How to complete this task
The full set of lines below has to be written out again exactly.

Dataset records
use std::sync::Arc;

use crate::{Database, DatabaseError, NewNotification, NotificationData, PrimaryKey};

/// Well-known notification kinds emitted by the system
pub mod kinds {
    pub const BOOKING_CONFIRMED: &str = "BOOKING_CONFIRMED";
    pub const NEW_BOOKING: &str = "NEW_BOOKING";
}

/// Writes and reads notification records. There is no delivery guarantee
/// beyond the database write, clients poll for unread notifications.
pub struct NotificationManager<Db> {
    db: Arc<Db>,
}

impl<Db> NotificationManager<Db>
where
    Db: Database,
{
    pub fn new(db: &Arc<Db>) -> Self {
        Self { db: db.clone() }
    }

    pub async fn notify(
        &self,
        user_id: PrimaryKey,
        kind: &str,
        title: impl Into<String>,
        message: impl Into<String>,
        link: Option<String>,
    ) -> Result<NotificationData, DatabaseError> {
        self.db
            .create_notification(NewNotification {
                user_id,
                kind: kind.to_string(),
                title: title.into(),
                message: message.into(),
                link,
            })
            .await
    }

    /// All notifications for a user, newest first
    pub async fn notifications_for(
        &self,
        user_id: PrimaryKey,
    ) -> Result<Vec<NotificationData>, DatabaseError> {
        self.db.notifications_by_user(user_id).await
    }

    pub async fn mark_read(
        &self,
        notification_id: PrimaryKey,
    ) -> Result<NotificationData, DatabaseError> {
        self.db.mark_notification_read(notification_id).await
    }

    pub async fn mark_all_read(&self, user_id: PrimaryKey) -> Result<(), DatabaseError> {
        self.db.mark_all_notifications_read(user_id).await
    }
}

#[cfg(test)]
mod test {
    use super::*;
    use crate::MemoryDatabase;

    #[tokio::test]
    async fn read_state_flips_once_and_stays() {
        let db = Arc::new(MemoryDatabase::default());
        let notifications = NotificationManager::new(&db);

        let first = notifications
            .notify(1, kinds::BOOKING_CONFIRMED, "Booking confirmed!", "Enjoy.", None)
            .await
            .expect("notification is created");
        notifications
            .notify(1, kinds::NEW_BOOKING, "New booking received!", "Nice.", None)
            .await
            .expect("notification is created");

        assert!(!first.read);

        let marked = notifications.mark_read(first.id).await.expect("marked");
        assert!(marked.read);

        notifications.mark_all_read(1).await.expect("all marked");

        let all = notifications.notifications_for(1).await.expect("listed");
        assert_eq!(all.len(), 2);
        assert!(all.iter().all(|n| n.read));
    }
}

Written solution
use std::sync::Arc;

use crate::{Database, DatabaseError, NewNotification, NotificationData, PrimaryKey};

/// Well-known notification kinds emitted by the system
pub mod kinds {
    pub const BOOKING_CONFIRMED: &str = "BOOKING_CONFIRMED";
    pub const NEW_BOOKING: &str = "NEW_BOOKING";
}

/// Writes and reads notification records. There is no delivery guarantee
/// beyond the database write, clients poll for unread notifications.
pub struct NotificationManager<Db> {
    db: Arc<Db>,
}

impl<Db> NotificationManager<Db>
where
    Db: Database,
{
    pub fn new(db: &Arc<Db>) -> Self {
        Self { db: db.clone() }
    }

    pub async fn notify(
        &self,
        user_id: PrimaryKey,
        kind: &str,
        title: impl Into<String>,
        message: impl Into<String>,
        link: Option<String>,
    ) -> Result<NotificationData, DatabaseError> {
        self.db
            .create_notification(NewNotification {
                user_id,
                kind: kind.to_string(),
                title: title.into(),
                message: message.into(),
                link,
            })
            .await
    }

    /// All notifications for a user, newest first
    pub async fn notifications_for(
        &self,
        user_id: PrimaryKey,
    ) -> Result<Vec<NotificationData>, DatabaseError> {
        self.db.notifications_by_user(user_id).await
    }

    pub async fn mark_read(
        &self,
        notification_id: PrimaryKey,
    ) -> Result<NotificationData, DatabaseError> {
        self.db.mark_notification_read(notification_id).await
    }

    pub async fn mark_all_read(&self, user_id: PrimaryKey) -> Result<(), DatabaseError> {
        self.db.mark_all_notifications_read(user_id).await
    }
}

#[cfg(test)]
mod test {
    use super::*;
    use crate::MemoryDatabase;

    #[tokio::test]
    async fn read_state_flips_once_and_stays() {
        let db = Arc::new(MemoryDatabase::default());
        let notifications = NotificationManager::new(&db);

        let first = notifications
            .notify(1, kinds::BOOKING_CONFIRMED, "Booking confirmed!", "Enjoy.", None)
            .await
            .expect("notification is created");
        notifications
            .notify(1, kinds::NEW_BOOKING, "New booking received!", "Nice.", None)
            .await
            .expect("notification is created");

        assert!(!first.read);

        let marked = notifications.mark_read(first.id).await.expect("marked");
        assert!(marked.read);

        notifications.mark_all_read(1).await.expect("all marked");

        let all = notifications.notifications_for(1).await.expect("listed");
        assert_eq!(all.len(), 2);
        assert!(all.iter().all(|n| n.read));
    }
}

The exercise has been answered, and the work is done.